Exercise directions:
May I have the lines from the one containing "every dashboard table." to the end of the entries, returned exactly and with nothing else?

[[ Supplied records, beginning ]]

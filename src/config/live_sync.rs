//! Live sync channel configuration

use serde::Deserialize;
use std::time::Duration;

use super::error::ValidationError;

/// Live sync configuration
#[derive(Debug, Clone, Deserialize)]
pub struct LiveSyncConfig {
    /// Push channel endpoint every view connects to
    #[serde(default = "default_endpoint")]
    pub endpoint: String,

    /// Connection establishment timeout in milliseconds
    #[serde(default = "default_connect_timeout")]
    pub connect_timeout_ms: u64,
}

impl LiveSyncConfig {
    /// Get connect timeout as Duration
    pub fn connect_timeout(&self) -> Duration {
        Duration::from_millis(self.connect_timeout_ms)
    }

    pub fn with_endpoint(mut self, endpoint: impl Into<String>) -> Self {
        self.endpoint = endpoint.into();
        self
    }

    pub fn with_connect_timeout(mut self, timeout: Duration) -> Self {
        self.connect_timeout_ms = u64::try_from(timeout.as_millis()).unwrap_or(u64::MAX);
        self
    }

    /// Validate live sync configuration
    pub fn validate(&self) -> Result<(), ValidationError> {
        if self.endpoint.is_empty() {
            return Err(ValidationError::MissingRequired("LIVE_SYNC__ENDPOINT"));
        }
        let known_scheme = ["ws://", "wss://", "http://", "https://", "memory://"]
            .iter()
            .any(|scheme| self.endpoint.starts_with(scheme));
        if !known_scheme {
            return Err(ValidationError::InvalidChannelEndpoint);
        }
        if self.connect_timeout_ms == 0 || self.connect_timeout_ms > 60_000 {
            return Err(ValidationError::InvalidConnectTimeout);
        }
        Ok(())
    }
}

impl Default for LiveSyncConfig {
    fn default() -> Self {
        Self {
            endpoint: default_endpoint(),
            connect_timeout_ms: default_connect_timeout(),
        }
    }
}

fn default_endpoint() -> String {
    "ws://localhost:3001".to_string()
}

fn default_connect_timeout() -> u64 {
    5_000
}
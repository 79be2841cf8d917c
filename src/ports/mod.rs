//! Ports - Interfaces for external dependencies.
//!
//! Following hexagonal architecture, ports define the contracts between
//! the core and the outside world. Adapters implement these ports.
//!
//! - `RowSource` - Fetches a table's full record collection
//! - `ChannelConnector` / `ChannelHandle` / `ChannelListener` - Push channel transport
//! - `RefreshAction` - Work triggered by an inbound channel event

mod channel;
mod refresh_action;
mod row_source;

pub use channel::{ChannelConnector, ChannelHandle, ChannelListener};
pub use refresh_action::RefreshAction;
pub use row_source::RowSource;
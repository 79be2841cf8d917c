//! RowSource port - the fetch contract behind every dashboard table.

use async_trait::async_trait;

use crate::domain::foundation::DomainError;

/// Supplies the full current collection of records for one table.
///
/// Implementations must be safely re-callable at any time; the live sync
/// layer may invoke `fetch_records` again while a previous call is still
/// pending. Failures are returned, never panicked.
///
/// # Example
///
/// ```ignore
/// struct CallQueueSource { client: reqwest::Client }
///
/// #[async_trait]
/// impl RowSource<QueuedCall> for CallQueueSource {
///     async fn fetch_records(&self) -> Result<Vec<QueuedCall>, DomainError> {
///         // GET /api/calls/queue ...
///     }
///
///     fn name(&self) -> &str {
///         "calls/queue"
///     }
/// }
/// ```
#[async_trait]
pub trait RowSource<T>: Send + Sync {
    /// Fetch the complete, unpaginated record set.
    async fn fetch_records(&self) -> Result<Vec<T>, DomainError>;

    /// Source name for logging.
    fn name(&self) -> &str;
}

[[ Supplied records, end ]]

Response:
//! RowSource port - the fetch contract behind every dashboard table.

use async_trait::async_trait;

use crate::domain::foundation::DomainError;

/// Supplies the full current collection of records for one table.
///
/// Implementations must be safely re-callable at any time; the live sync
/// layer may invoke `fetch_records` again while a previous call is still
/// pending. Failures are returned, never panicked.
///
/// # Example
///
/// ```ignore
/// struct CallQueueSource { client: reqwest::Client }
///
/// #[async_trait]
/// impl RowSource<QueuedCall> for CallQueueSource {
///     async fn fetch_records(&self) -> Result<Vec<QueuedCall>, DomainError> {
///         // GET /api/calls/queue ...
///     }
///
///     fn name(&self) -> &str {
///         "calls/queue"
///     }
/// }
/// ```
#[async_trait]
pub trait RowSource<T>: Send + Sync {
    /// Fetch the complete, unpaginated record set.
    async fn fetch_records(&self) -> Result<Vec<T>, DomainError>;

    /// Source name for logging.
    fn name(&self) -> &str;
}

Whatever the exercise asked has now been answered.